Each line in the records below that has the word "PartialEq" should be copied.

Given records
........
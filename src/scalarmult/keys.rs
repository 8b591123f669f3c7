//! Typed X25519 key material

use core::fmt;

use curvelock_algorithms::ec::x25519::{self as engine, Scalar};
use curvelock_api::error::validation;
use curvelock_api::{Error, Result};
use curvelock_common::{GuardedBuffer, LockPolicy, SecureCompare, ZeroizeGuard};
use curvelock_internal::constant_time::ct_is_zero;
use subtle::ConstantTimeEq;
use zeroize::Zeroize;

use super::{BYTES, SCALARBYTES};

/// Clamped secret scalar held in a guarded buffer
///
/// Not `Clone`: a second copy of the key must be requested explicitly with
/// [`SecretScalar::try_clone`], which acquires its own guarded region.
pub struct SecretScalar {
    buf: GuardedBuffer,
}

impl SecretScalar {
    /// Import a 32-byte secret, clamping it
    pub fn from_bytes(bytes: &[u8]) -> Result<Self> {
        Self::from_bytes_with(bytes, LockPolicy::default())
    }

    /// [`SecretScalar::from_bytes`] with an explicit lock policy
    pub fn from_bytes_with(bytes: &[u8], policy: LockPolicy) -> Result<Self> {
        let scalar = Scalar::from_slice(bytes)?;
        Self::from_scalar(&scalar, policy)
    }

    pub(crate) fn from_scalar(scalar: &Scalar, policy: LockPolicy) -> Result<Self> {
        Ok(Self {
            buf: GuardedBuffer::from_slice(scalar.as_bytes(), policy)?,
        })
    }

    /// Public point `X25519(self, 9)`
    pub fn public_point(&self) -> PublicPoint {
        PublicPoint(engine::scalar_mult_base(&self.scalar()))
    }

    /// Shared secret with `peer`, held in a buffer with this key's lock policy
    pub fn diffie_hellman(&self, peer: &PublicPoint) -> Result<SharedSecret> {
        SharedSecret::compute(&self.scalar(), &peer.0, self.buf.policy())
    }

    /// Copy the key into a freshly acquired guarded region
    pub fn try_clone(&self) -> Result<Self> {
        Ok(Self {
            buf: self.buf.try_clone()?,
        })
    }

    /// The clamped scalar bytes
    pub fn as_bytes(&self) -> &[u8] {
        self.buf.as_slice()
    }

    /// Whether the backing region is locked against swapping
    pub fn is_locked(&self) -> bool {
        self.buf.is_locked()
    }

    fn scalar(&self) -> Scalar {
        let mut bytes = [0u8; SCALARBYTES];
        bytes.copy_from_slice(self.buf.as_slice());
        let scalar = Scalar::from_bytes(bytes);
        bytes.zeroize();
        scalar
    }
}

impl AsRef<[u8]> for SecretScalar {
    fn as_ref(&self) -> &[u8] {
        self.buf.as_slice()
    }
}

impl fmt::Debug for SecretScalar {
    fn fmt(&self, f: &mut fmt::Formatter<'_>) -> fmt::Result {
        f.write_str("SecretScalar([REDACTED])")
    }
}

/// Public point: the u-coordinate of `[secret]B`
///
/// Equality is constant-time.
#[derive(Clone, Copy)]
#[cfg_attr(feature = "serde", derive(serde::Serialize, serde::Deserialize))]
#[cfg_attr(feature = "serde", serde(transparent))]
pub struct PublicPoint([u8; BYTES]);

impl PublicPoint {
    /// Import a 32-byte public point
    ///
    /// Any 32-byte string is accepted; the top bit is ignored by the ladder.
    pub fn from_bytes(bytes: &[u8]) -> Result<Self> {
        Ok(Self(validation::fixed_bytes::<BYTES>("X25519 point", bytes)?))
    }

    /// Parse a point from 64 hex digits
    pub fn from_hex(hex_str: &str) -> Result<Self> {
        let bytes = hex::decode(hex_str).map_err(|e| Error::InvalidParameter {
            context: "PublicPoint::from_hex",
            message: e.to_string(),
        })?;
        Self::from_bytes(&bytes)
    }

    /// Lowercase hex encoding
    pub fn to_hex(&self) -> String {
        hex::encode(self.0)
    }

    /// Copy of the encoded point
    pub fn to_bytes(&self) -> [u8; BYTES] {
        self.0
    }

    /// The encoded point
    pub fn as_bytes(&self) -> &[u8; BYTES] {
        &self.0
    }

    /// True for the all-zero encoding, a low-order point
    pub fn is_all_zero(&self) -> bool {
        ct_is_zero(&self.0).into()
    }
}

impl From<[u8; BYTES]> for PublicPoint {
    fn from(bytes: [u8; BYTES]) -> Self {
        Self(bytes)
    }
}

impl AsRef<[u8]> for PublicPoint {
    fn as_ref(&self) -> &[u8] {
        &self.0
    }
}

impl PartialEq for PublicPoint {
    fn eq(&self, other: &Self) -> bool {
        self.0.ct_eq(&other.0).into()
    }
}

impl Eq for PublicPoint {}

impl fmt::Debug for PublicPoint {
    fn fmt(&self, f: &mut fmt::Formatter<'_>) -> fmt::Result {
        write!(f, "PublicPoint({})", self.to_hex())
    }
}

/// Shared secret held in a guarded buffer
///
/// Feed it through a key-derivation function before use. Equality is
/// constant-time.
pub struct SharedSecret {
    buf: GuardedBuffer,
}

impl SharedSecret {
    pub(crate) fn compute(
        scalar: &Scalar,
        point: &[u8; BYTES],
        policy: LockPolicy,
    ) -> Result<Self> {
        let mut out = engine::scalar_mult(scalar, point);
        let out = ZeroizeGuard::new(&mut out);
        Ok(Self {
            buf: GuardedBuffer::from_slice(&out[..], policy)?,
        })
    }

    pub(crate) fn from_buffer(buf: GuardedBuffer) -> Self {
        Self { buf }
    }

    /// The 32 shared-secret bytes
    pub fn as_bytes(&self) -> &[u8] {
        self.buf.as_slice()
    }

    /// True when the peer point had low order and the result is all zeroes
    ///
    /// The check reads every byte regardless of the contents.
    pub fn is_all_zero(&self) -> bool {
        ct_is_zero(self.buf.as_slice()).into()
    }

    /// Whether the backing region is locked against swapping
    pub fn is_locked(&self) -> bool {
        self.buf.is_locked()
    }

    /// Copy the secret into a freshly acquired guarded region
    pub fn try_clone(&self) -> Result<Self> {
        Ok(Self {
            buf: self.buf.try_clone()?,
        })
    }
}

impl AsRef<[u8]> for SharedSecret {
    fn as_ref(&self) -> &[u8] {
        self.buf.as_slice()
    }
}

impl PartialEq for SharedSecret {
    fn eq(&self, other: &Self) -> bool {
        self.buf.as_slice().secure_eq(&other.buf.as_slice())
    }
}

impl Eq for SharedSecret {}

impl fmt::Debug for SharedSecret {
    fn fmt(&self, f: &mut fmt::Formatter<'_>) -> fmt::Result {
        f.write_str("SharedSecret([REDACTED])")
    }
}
........
Reply to the task
impl PartialEq for PublicPoint {
impl PartialEq for SharedSecret {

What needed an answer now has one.